I so needed this. Not only did I hit an emotional wall this weekend, but I have been so busy with no end in sight. I need to figure out this rhythym to my daily life so I don’t miss out. I have put off the things that feed my soul and it wasn’t intentional. It’s like I blinked and it took over. Now I have to be intentional in changing my perspective.

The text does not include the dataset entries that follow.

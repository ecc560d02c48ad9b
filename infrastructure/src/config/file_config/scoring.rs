//! Scoring configuration from TOML (`[scoring]` section)

use friendtype_domain::TieBreak;
use serde::{Deserialize, Serialize};

/// Raw scoring configuration from TOML
#[derive(Debug, Clone, Default, Serialize, Deserialize)]
#[serde(default)]
pub struct FileScoringConfig {
    /// Letter that wins an axis on equal counts: "first" or "second"
    pub tie_break: TieBreak,
}
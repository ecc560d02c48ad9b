//! Output formatter trait

use crate::config::ShareConfig;
use friendtype_domain::{OutputFormat, QuizResult};

/// Trait for formatting quiz results
pub trait OutputFormatter {
    /// Format the complete result with the per-axis tally
    fn format(&self, result: &QuizResult) -> String;

    /// Format as JSON
    fn format_json(&self, result: &QuizResult) -> String;

    /// Format the type code only
    fn format_code(&self, result: &QuizResult) -> String;

    /// One-line text for sharing the result
    fn share_text(&self, result: &QuizResult, share: &ShareConfig) -> String;

    /// Dispatch on the configured output format
    fn render(&self, result: &QuizResult, format: OutputFormat, share: &ShareConfig) -> String {
        match format {
            OutputFormat::Full => self.format(result),
            OutputFormat::Code => self.format_code(result),
            OutputFormat::Json => self.format_json(result),
            OutputFormat::Share => self.share_text(result, share),
        }
    }
}
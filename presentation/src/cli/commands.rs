//! CLI command definitions

use clap::{Parser, ValueEnum};
use friendtype_domain::{OutputFormat, TieBreak};
use std::path::PathBuf;

/// Output format for quiz results
#[derive(Debug, Clone, Copy, PartialEq, Eq, ValueEnum)]
pub enum OutputFormatArg {
    /// Type code, description and per-axis tally
    Full,
    /// Only the four-letter type code
    Code,
    /// JSON output
    Json,
    /// One-line share text
    Share,
}

impl From<OutputFormatArg> for OutputFormat {
    fn from(arg: OutputFormatArg) -> Self {
        match arg {
            OutputFormatArg::Full => OutputFormat::Full,
            OutputFormatArg::Code => OutputFormat::Code,
            OutputFormatArg::Json => OutputFormat::Json,
            OutputFormatArg::Share => OutputFormat::Share,
        }
    }
}

/// Letter that wins an axis when both counts are equal
#[derive(Debug, Clone, Copy, PartialEq, Eq, ValueEnum)]
pub enum TieBreakArg {
    /// E, S, T or J
    First,
    /// I, N, F or P
    Second,
}

impl From<TieBreakArg> for TieBreak {
    fn from(arg: TieBreakArg) -> Self {
        match arg {
            TieBreakArg::First => TieBreak::First,
            TieBreakArg::Second => TieBreak::Second,
        }
    }
}

/// CLI arguments for friendtype
#[derive(Parser, Debug)]
#[command(name = "friendtype")]
#[command(author, version, about = "Answer ten questions about a friend and get their MBTI type")]
#[command(long_about = r#"
friendtype asks two-option questions about a friend and maps the answers onto
a four-letter MBTI type code with a short description.

Each question measures one axis (E/I, S/N, T/F, J/P). The letter picked more
often wins its axis; ties go to the configured tie-break letter.

Configuration files are loaded from (in priority order):
1. --config <path>                      Explicit config file
2. ./friendtype.toml                    Project-level config
3. ~/.config/friendtype/config.toml     Global config

Example:
  friendtype
  friendtype --answers ababababab -o share
  friendtype --bank my-questions.toml --tie-break first
"#)]
pub struct Cli {
    /// Answer non-interactively: `1,2,1,...`, `a b a ...` or `abab...`
    #[arg(short, long, value_name = "LIST", conflicts_with = "answer_text")]
    pub answers: Option<String>,

    /// Literal option text for each question, in order (repeatable)
    #[arg(long = "answer-text", value_name = "TEXT")]
    pub answer_text: Vec<String>,

    /// Question bank TOML file to use instead of the built-in questions
    #[arg(short, long, value_name = "PATH")]
    pub bank: Option<PathBuf>,

    /// Output format (default: from config, else full)
    #[arg(short, long, value_enum)]
    pub output: Option<OutputFormatArg>,

    /// Which letter wins a tied axis (default: from config, else second)
    #[arg(long, value_enum)]
    pub tie_break: Option<TieBreakArg>,

    /// Print the question bank and exit
    #[arg(long)]
    pub list_questions: bool,

    /// Print all sixteen type codes with descriptions and exit
    #[arg(long)]
    pub list_types: bool,

    /// Verbosity level (-v = info, -vv = debug, -vvv = trace)
    #[arg(short, long, action = clap::ArgAction::Count)]
    pub verbose: u8,

    /// Suppress the intro and progress stepper
    #[arg(short, long)]
    pub quiet: bool,

    /// Path to configuration file
    #[arg(long, value_name = "PATH")]
    pub config: Option<PathBuf>,

    /// Disable loading of configuration files
    #[arg(long)]
    pub no_config: bool,

    /// Show configuration file locations and exit
    #[arg(long)]
    pub show_config: bool,

    /// Write logs to this file instead of stderr
    #[arg(long, value_name = "PATH")]
    pub log_file: Option<PathBuf>,
}
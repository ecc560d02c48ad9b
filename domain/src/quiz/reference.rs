//! Built-in question set and description table
//!
//! Ten questions about a friend, with the axis pattern
//! `[E/I, J/P, T/F, J/P, S/N, S/N, T/F, E/I, S/N, J/P]`.

use super::axis::Axis;
use super::bank::QuestionBank;
use super::description::ResultDescriptions;
use super::question::Question;
use super::type_code::TypeCode;

const QUESTIONS: [(&str, [&str; 2], Axis); 10] = [
    (
        "친구는 새로운 사람들과 쉽게 친해지나요?",
        ["네, 매우 활발하게 대화를 나눕니다", "아니요, 조금 소극적인 편입니다"],
        Axis::EI,
    ),
    (
        "친구는 계획을 세우는 것을 좋아하나요?",
        ["네, 모든 것을 계획적으로 합니다", "아니요, 즉흥적인 것을 좋아합니다"],
        Axis::JP,
    ),
    (
        "친구는 논리적인 판단을 하나요?",
        ["네, 이성적으로 판단합니다", "아니요, 감정적으로 판단합니다"],
        Axis::TF,
    ),
    (
        "친구는 마감일을 잘 지키나요?",
        ["네, 항상 시간을 잘 지킵니다", "아니요, 유연하게 대처합니다"],
        Axis::JP,
    ),
    (
        "친구는 새로운 경험을 좋아하나요?",
        ["네, 새로운 것을 시도하는 것을 좋아합니다", "아니요, 익숙한 것을 선호합니다"],
        Axis::SN,
    ),
    (
        "친구는 상상력이 풍부한 편인가요?",
        ["네, 창의적인 생각을 많이 합니다", "아니요, 현실적인 생각을 합니다"],
        Axis::SN,
    ),
    (
        "친구는 갈등 상황에서 어떻게 대처하나요?",
        ["직접적으로 해결하려고 합니다", "조화롭게 해결하려고 합니다"],
        Axis::TF,
    ),
    (
        "친구는 휴식 시간을 어떻게 보내나요?",
        ["혼자 있는 시간이 필요합니다", "사람들과 함께 있는 것을 좋아합니다"],
        Axis::EI,
    ),
    (
        "친구는 미래에 대해 어떻게 생각하나요?",
        ["미래의 가능성을 많이 생각합니다", "현재의 상황을 중시합니다"],
        Axis::SN,
    ),
    (
        "친구는 결정을 내릴 때 어떻게 하나요?",
        ["신중하게 생각한 후 결정합니다", "직관적으로 빠르게 결정합니다"],
        Axis::JP,
    ),
];

const DESCRIPTIONS: [(&str, &str); 16] = [
    ("ISTJ", "신뢰할 수 있는 현실주의자"),
    ("ISFJ", "용감한 수호자"),
    ("INFJ", "선의의 옹호자"),
    ("INTJ", "용의주도한 전략가"),
    ("ISTP", "만능 재주꾼"),
    ("ISFP", "호기심 많은 예술가"),
    ("INFP", "열정적인 중재자"),
    ("INTP", "논리적인 사색가"),
    ("ESTP", "모험을 즐기는 사업가"),
    ("ESFP", "자유로운 영혼의 연예인"),
    ("ENFP", "재기발랄한 활동가"),
    ("ENTP", "논쟁을 즐기는 변론가"),
    ("ESTJ", "엄격한 관리자"),
    ("ESFJ", "사교적인 외교관"),
    ("ENFJ", "정의로운 사회운동가"),
    ("ENTJ", "대담한 통솔자"),
];

impl QuestionBank {
    /// The built-in ten-question set
    pub fn reference() -> QuestionBank {
        let questions = QUESTIONS
            .iter()
            .map(|(prompt, options, axis)| {
                Question::new(*prompt, *options, *axis).expect("built-in question is valid")
            })
            .collect();
        QuestionBank::new(questions).expect("built-in bank is non-empty")
    }
}

impl ResultDescriptions {
    /// The built-in description table covering all 16 codes
    pub fn reference() -> ResultDescriptions {
        ResultDescriptions::from_entries(DESCRIPTIONS.iter().map(|(code, text)| {
            let code: TypeCode = code.parse().expect("built-in type code is valid");
            (code, text.to_string())
        }))
    }
}
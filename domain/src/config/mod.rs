//! Configuration value objects for the domain layer
//!
//! Shared by the config file loader and the CLI so both agree on
//! the accepted spellings.

mod output_format;
mod share;

pub use output_format::OutputFormat;
pub use share::{DEFAULT_SHARE_PREFIX, DEFAULT_SHARE_SUFFIX};
//! Application layer for friendtype
//!
//! This crate contains use cases, port definitions, and application configuration.
//! It depends only on the domain layer.

pub mod config;
pub mod ports;
pub mod use_cases;

// Re-export commonly used types
pub use config::QuizConfig;
pub use ports::{
    answer_source::{AnswerSource, AnswerSourceError, ScriptedAnswers},
    progress::{NoProgress, QuizProgressNotifier},
};
pub use use_cases::run_quiz::{RunQuizError, RunQuizUseCase};
pub use use_cases::score_answers::{ScoreAnswersInput, ScoreAnswersUseCase};
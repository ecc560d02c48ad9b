//! Result description table

use super::type_code::TypeCode;
use crate::core::error::DomainError;
use serde::Serialize;
use std::collections::BTreeMap;

/// Display text for each type code
///
/// The table is expected to cover all 16 codes. [`missing_codes`] reports any
/// gaps so loaders can refuse an incomplete table at startup, and
/// [`describe`] still checks every lookup.
///
/// [`missing_codes`]: ResultDescriptions::missing_codes
/// [`describe`]: ResultDescriptions::describe
#[derive(Debug, Clone, Default, PartialEq, Eq, Serialize)]
#[serde(transparent)]
pub struct ResultDescriptions {
    entries: BTreeMap<TypeCode, String>,
}

impl ResultDescriptions {
    /// Build a table from arbitrary entries without a coverage check
    pub fn from_entries(entries: impl IntoIterator<Item = (TypeCode, String)>) -> Self {
        Self {
            entries: entries.into_iter().collect(),
        }
    }

    /// Description for a code, or `UnknownType` when the table has no entry
    pub fn describe(&self, code: TypeCode) -> Result<&str, DomainError> {
        self.entries
            .get(&code)
            .map(String::as_str)
            .ok_or_else(|| DomainError::UnknownType(code.to_string()))
    }

    /// Codes with no entry, in [`TypeCode::all`] order
    pub fn missing_codes(&self) -> Vec<TypeCode> {
        TypeCode::all()
            .filter(|code| !self.entries.contains_key(code))
            .collect()
    }

    pub fn len(&self) -> usize {
        self.entries.len()
    }

    pub fn is_empty(&self) -> bool {
        self.entries.is_empty()
    }

    pub fn iter(&self) -> impl Iterator<Item = (TypeCode, &str)> {
        self.entries.iter().map(|(code, text)| (*code, text.as_str()))
    }
}
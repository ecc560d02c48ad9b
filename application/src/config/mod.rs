//! Quiz configuration container.
//!
//! [`QuizConfig`] bundles the immutable data every quiz run needs: the
//! question bank, the description table, and the tie-break policy. Bank and
//! table are behind `Arc` so every session shares one copy.

use friendtype_domain::{
    QuestionBank, QuizSession, ResultDescriptions, ScoringEngine, TieBreak,
};
use std::sync::Arc;

/// Configuration container handed to use cases.
#[derive(Debug, Clone)]
pub struct QuizConfig {
    bank: Arc<QuestionBank>,
    descriptions: Arc<ResultDescriptions>,
    tie_break: TieBreak,
}

impl Default for QuizConfig {
    /// Built-in questions and descriptions with the default tie-break
    fn default() -> Self {
        Self::new(QuestionBank::reference(), ResultDescriptions::reference())
    }
}

impl QuizConfig {
    pub fn new(bank: QuestionBank, descriptions: ResultDescriptions) -> Self {
        Self {
            bank: Arc::new(bank),
            descriptions: Arc::new(descriptions),
            tie_break: TieBreak::default(),
        }
    }

    pub fn with_tie_break(mut self, tie_break: TieBreak) -> Self {
        self.tie_break = tie_break;
        self
    }

    // ==================== Accessors ====================

    pub fn bank(&self) -> &QuestionBank {
        &self.bank
    }

    pub fn descriptions(&self) -> &ResultDescriptions {
        &self.descriptions
    }

    pub fn tie_break(&self) -> TieBreak {
        self.tie_break
    }

    pub fn engine(&self) -> ScoringEngine {
        ScoringEngine::new(self.tie_break)
    }

    // ==================== Factories ====================

    /// Fresh session sharing this config's bank and table
    pub fn new_session(&self) -> QuizSession {
        QuizSession::new(
            Arc::clone(&self.bank),
            Arc::clone(&self.descriptions),
            self.engine(),
        )
    }
}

I needed the reminder that its okay to breathe, to take a moment and stop trying to figure it all out, to just trust God and follow His lead. Thank you for your words!
This is totally me= “Maybe you’ve tried hard to systemize your schedule but in the process, you’re suffocating your soul.” Wow, thank you!
Beth Williams says
Such a thought provoking post! Thank you for waking me up to what my problem really is. I have been in a “funk” like mood for a while and could not figure out why.
These phrases really spoke to me: “Our calling is therefore the way of being that is both best for us and best for the world.”
“If our Souls aren’t given room to breathe, they will suffocate beneath the heavy pressure of a fast moving world.”
I find that when I “stop” and do almost nothing I feel more relaxed and content. I am more able to draw near to God. When I come into the office, and work my busy week then I get easily upset and my soul seems to be suffocating. Might not be where I should be job wise.
Thanks for helping me figure it out!
Carol Wilson says
Moments before reading your post, I just sent the following to a friend after trying to find an hour to enjoy a coffee.
“Goodness. Life needs to slow down doesn’t it? Maybe the 2nd best part of heaven (1st is being in the presence of our Triune God, of course,), will be lots of time simply ‘smelling heaven’s roses.'”
Thank you for taking the time to write to bless others, Emily.
Mmmmm. Yes!!! Our souls aren’t made for an easy road. . . and breathing and suffocation. This is beautiful and such a wonderful reminder and encouragement! Thank you!
Love both books you mentioned…and sad but true, I can relate to those little burnt things you forget in your toaster oven…glad it wasn’t a real fire 🙂 Thanks for your words 🙂
Thank you! This image feels so tangible and applicable to me right now. Thanks for sharing as always!
emily p freeman says
You’re so welcome, Heather. Images help so much, don’t they?
Susan Shipe says
Checking for stray French fries right now. Good post!
I really appreciate how you use metaphor; being a visual person using words to paint pictures helps me immensely. Thank you.
As I have reflected on walking with Jesus into the fog, the smoke to show me it’s source, I am realizing perhaps I have been looking for the source of the smoke in the wrong places. I trust Him to point me in the direction He desires my soul to focus.
The fog seems deep today. Literally we had fog, but my spirit is feeling the fog too. Tomorrow I hope to take some cleaning breathes and find The Light in my foggy life.